*About this exercise*. Please find every line in the records below that contains the word "answer", and copy it.

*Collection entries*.
——
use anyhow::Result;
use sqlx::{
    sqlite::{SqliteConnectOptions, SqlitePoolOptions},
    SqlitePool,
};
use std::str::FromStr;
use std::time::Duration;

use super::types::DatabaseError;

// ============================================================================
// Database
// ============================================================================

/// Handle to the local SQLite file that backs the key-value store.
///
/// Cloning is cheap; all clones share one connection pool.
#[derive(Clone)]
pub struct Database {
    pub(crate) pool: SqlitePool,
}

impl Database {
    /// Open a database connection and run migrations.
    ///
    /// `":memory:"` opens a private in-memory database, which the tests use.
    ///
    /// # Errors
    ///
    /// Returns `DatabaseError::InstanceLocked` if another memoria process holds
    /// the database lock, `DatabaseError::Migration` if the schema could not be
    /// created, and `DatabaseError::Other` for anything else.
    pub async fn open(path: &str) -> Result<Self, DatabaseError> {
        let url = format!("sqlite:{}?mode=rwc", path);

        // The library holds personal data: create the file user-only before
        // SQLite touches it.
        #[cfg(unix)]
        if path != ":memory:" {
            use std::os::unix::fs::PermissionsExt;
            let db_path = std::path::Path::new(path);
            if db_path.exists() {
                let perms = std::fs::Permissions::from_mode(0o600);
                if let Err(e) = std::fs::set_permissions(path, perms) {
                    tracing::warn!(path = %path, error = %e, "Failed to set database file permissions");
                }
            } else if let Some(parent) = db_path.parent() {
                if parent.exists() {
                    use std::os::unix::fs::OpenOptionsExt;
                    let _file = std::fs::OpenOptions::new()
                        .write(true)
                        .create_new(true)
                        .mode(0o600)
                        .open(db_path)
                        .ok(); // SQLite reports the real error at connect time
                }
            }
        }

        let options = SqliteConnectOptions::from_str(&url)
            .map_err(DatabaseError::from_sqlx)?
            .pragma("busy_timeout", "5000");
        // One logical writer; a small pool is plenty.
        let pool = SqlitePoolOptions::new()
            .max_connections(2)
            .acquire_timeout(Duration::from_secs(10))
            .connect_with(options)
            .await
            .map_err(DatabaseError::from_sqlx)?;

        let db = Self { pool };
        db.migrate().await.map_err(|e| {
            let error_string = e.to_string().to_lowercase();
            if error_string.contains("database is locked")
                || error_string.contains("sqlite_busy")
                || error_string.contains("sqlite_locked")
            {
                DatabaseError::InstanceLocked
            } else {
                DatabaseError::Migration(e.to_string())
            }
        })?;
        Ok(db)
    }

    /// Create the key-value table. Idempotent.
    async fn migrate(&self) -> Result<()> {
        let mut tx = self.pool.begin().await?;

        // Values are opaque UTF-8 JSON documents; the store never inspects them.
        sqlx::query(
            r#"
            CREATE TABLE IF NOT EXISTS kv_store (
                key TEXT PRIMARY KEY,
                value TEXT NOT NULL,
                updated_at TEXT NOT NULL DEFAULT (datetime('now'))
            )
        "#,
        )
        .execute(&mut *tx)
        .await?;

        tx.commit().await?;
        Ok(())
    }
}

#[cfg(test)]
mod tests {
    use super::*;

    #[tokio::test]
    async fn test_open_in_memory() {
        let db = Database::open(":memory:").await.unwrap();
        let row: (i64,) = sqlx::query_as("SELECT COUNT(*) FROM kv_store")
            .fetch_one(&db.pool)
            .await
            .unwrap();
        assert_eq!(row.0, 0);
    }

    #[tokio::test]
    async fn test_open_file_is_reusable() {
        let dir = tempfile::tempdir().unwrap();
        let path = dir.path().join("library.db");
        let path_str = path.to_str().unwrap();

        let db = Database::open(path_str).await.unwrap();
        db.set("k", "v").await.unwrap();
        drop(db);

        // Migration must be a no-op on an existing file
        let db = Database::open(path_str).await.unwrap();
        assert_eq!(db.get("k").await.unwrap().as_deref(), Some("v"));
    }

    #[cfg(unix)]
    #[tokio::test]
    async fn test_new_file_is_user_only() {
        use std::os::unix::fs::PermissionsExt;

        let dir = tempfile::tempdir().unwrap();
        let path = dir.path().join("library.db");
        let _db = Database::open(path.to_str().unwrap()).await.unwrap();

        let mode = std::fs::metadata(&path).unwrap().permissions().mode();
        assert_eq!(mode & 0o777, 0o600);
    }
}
——
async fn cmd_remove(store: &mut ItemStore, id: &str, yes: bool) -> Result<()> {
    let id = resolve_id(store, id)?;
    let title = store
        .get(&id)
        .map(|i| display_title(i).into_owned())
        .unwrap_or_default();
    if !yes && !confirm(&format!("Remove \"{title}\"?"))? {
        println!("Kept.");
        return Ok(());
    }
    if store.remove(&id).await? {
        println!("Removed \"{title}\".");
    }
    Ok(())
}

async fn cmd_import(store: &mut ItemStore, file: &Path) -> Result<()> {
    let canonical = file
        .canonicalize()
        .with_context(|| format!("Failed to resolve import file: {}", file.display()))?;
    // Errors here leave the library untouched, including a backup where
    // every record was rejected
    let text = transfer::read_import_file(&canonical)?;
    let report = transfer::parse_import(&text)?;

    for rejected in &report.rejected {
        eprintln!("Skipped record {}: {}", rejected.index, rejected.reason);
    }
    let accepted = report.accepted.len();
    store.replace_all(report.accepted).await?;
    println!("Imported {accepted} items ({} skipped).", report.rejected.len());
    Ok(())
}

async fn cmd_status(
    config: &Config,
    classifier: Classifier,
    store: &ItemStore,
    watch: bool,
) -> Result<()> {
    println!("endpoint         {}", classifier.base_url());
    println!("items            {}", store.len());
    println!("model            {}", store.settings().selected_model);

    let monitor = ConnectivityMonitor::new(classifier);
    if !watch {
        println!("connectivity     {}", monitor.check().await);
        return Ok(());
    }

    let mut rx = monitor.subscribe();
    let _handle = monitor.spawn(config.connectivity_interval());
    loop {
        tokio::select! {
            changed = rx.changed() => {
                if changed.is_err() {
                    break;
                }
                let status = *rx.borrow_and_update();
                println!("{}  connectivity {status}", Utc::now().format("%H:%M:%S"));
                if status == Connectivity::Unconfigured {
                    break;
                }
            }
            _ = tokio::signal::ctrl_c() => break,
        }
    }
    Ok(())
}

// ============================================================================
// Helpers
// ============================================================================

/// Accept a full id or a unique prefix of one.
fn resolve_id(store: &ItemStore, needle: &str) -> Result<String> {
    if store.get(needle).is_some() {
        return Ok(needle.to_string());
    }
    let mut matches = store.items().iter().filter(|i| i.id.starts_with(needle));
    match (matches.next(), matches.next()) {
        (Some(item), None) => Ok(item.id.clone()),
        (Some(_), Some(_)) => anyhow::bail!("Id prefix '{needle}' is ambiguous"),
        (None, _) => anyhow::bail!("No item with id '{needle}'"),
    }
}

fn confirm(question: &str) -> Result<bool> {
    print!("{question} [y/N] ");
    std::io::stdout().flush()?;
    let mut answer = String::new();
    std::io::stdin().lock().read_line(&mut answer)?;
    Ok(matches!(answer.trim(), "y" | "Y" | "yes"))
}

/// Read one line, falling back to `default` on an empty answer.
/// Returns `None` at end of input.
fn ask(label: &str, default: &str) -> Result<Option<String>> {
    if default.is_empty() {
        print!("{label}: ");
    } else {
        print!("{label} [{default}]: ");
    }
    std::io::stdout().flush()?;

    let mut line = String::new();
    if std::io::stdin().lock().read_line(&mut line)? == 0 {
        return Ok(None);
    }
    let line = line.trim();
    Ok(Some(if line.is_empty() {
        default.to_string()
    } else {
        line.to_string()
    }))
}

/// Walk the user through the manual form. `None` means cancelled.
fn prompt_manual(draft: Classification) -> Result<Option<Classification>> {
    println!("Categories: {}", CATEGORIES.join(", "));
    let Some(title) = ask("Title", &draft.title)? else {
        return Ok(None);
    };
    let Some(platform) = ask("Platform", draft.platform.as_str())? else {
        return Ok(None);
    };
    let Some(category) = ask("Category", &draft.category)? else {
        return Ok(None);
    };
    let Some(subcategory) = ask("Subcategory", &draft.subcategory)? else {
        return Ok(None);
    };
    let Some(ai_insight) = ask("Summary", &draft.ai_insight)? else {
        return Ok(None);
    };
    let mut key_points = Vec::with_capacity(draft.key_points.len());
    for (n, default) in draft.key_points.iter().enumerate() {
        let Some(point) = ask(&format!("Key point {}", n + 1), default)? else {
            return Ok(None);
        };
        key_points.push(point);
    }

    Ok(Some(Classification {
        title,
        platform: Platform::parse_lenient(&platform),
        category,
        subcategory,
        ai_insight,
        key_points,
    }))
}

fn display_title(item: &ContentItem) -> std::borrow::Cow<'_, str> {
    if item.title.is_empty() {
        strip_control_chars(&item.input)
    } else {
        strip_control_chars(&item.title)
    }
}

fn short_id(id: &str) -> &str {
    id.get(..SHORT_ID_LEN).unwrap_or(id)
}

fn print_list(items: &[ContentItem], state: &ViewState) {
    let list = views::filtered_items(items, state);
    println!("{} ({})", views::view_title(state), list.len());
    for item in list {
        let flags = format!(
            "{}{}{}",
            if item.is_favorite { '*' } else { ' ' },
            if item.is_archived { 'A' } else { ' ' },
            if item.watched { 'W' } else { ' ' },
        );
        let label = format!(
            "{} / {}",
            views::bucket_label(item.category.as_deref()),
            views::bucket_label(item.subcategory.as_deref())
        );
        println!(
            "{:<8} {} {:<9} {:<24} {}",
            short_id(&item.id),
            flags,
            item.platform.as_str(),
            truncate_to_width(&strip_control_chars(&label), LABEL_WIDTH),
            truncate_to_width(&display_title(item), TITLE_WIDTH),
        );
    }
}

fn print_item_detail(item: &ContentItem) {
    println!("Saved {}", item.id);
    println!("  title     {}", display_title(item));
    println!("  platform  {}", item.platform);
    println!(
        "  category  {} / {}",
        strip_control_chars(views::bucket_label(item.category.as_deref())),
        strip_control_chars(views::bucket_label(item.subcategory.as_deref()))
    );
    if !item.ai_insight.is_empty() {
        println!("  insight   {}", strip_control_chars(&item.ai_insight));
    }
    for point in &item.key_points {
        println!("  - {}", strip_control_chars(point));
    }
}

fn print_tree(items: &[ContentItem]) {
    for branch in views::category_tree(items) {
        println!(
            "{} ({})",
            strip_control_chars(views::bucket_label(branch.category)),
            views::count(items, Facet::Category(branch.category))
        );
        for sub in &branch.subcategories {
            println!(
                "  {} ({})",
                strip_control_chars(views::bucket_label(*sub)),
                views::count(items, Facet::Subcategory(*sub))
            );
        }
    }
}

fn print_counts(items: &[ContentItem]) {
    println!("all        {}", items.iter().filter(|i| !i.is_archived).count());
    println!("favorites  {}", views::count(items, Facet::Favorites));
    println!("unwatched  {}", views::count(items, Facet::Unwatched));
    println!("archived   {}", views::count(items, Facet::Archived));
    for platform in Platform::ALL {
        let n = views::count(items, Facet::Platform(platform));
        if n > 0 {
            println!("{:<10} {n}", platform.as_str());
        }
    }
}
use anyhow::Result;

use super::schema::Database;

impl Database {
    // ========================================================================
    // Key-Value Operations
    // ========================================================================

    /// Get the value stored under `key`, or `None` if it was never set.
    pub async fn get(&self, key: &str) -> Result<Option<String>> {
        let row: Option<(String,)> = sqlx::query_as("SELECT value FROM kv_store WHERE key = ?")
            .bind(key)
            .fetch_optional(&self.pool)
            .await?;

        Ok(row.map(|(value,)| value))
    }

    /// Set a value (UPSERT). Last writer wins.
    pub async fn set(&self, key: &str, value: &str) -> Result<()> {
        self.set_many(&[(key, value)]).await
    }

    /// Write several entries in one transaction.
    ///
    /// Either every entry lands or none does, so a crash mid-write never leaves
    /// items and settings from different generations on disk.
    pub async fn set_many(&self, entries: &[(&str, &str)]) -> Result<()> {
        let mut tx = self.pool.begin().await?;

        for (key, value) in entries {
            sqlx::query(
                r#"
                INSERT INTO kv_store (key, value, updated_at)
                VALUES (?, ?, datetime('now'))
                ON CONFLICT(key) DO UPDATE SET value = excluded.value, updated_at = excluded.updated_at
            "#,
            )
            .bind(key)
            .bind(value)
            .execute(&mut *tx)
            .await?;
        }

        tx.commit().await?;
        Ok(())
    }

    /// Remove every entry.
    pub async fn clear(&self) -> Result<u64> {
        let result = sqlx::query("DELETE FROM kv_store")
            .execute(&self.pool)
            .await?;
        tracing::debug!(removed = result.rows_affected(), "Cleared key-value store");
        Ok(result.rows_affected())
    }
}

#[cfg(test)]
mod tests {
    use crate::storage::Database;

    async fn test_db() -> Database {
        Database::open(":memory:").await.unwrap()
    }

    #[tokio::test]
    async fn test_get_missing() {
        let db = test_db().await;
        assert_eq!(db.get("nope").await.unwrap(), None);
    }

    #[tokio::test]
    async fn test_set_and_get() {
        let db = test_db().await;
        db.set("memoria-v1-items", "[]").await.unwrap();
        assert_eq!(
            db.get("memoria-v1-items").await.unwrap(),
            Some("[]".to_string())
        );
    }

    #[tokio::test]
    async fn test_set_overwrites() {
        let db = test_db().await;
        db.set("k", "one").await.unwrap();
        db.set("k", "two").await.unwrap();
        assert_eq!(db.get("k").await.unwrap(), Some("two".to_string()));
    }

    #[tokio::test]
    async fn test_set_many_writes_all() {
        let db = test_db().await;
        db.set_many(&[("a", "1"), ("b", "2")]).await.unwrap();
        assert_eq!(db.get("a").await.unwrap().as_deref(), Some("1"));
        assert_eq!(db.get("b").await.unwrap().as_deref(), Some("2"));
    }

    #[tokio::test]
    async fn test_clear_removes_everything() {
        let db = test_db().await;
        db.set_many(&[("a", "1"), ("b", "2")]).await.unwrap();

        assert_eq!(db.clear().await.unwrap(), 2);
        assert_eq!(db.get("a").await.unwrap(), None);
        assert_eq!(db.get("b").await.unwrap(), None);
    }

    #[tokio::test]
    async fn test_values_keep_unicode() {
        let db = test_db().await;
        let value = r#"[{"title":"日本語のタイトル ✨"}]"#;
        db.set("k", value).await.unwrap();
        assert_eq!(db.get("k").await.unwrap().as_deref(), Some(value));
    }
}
——
*Response area*.
    let mut answer = String::new();
    std::io::stdin().lock().read_line(&mut answer)?;
    Ok(matches!(answer.trim(), "y" | "Y" | "yes"))
/// Read one line, falling back to `default` on an empty answer.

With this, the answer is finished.